School of Health Professions, University of Puerto Rico [credit: Carlos Ortiz - University of Puerto Rico]
Infectious diseases such as malaria, schistosomiasis, and dengue fever are an indelible part of the Caribbean region's past as well as its ongoing public health challenges. For instance, the economic development of Puerto Rico and other nations would not have been possible without successful campaigns for the control of these and other distinctively tropical diseases, according to Abel Baerga-Ortiz, who is president of the AAAS Caribbean Division and an assistant professor in the Department of Biochemistry, Medical Sciences Campus, University of Puerto Rico.
With the broad implications of these diseases in mind, Baerga-Ortiz and his colleagues in the Caribbean Division have convened experts from the front lines of infectious disease research and prevention, to present new insights at division's annual meeting on 21 September. Held at the School of Health Professions at the Medical Sciences Campus of the University of Puerto Rico, the meeting is expected to bring together nearly 200 science students, researchers, teachers and members of the public.
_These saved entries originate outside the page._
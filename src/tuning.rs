//! Match balance settings
//!
//! Every field falls back to the value in [`crate::consts`], so a tuning file
//! only needs to list what it changes.

use serde::{Deserialize, Serialize};
use std::fmt;

use crate::consts::*;
use crate::sim::BallMotion;

/// Data-driven match settings
#[derive(Debug, Clone, PartialEq, Serialize, Deserialize)]
#[serde(default)]
pub struct Tuning {
    /// Maximum speed of the human-controlled crab
    pub player_maximum_speed: f32,
    /// Maximum speed of the computer crabs (difficulty knob)
    pub opponent_maximum_speed: f32,
    /// Points per player; 0 builds an empty placeholder arena
    pub starting_score: u32,
    /// Balls the arena tries to keep in play
    pub target_ball_count: usize,
    pub ball_speed: f32,
    pub ball_radius: f32,
    pub fade_in_time: f32,
    pub fade_out_time: f32,
    /// Seed for spawn angles
    pub seed: u64,
}

impl Default for Tuning {
    fn default() -> Self {
        Self {
            player_maximum_speed: PLAYER_MAXIMUM_SPEED,
            opponent_maximum_speed: OPPONENT_MAXIMUM_SPEED,
            starting_score: STARTING_SCORE,
            target_ball_count: NUM_BALLS,
            ball_speed: BALL_SPEED,
            ball_radius: BALL_RADIUS,
            fade_in_time: BALL_FADE_IN_TIME,
            fade_out_time: BALL_FADE_OUT_TIME,
            seed: DEFAULT_SEED,
        }
    }
}

/// Why a tuning could not be used
#[derive(Debug)]
pub enum TuningError {
    /// Not valid JSON for a `Tuning`
    Parse(serde_json::Error),
    /// A value outside its usable range
    Invalid {
        field: &'static str,
        reason: &'static str,
    },
}

impl fmt::Display for TuningError {
    fn fmt(&self, f: &mut fmt::Formatter<'_>) -> fmt::Result {
        match self {
            TuningError::Parse(err) => write!(f, "failed to parse tuning: {err}"),
            TuningError::Invalid { field, reason } => write!(f, "invalid tuning `{field}`: {reason}"),
        }
    }
}

impl std::error::Error for TuningError {
    fn source(&self) -> Option<&(dyn std::error::Error + 'static)> {
        match self {
            TuningError::Parse(err) => Some(err),
            TuningError::Invalid { .. } => None,
        }
    }
}

impl From<serde_json::Error> for TuningError {
    fn from(err: serde_json::Error) -> Self {
        TuningError::Parse(err)
    }
}

impl Tuning {
    /// Parse and validate a JSON tuning document
    pub fn from_json(json: &str) -> Result<Self, TuningError> {
        let tuning: Tuning = serde_json::from_str(json)?;
        tuning.validate()?;
        Ok(tuning)
    }

    pub fn to_json(&self) -> Result<String, TuningError> {
        Ok(serde_json::to_string_pretty(self)?)
    }

    /// Reject values the simulation can't run with
    pub fn validate(&self) -> Result<(), TuningError> {
        let positive = [
            ("player_maximum_speed", self.player_maximum_speed),
            ("opponent_maximum_speed", self.opponent_maximum_speed),
            ("ball_speed", self.ball_speed),
            ("ball_radius", self.ball_radius),
            ("fade_in_time", self.fade_in_time),
            ("fade_out_time", self.fade_out_time),
        ];
        for (field, value) in positive {
            if !value.is_finite() || value <= 0.0 {
                return Err(TuningError::Invalid {
                    field,
                    reason: "must be a finite positive number",
                });
            }
        }

        // A ball wider than the gap between barriers could never reach an edge
        if self.ball_radius >= 0.5 - BARRIER_SIZE {
            return Err(TuningError::Invalid {
                field: "ball_radius",
                reason: "too large for the board",
            });
        }

        Ok(())
    }

    /// Ball speed and fade timings
    pub fn ball_motion(&self) -> BallMotion {
        BallMotion {
            speed: self.ball_speed,
            fade_in_time: self.fade_in_time,
            fade_out_time: self.fade_out_time,
        }
    }
}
"Malaria and schistosomiasis, as well as dengue fever, are still threats in many countries in the Caribbean. The meeting's program is intended to encourage awareness of the regional efforts that are being made by the Center for Disease Control and others to better understand the biology of disease propagation and regional prevalence," said Baerga-Ortiz.
The meeting program  will include a keynote presentation by Dr. Gilberto Santiago from the Centers for Disease Control and Prevention's Dengue Branch in Puerto Rico, about the distribution of different variations, or serotypes, of the dengue virus across Puerto Rico. In a subsequent keynote address, Dr. Dionicia Gamboa of Universidad Cayetano Heredia in Peru will discuss her research on the origins and survival strategies of the malaria parasite in Peru. Dr. Gamboa is the recipient of the 2012 Elsevier Foundation Award for Early Career Women Scientists in the Developing World.
A female Aedes aegypti mosquito, which can spread dengue fever and other diseases. [CDC/Professor Frank Hadley Collins, University of Notre Dame]
The program will also feature three concurrent sessions.
The conference will begin with a dedication to the work of Dr. George V. Hillyer, a recognized parasitologist and expert on schistosomiasis, which is caused by a parasite common in Caribbean waterways. The presentation of the Annual Lucy Gaspar Memorial Award for Excellence in the Teaching of Science and Mathematics will follow. Luz V. "Lucy" Conception de Gaspar was a pioneering Puerto Rican science teacher, mentor, and long-time secretary-treasurer of the AAAS Caribbean Division who died in 2012.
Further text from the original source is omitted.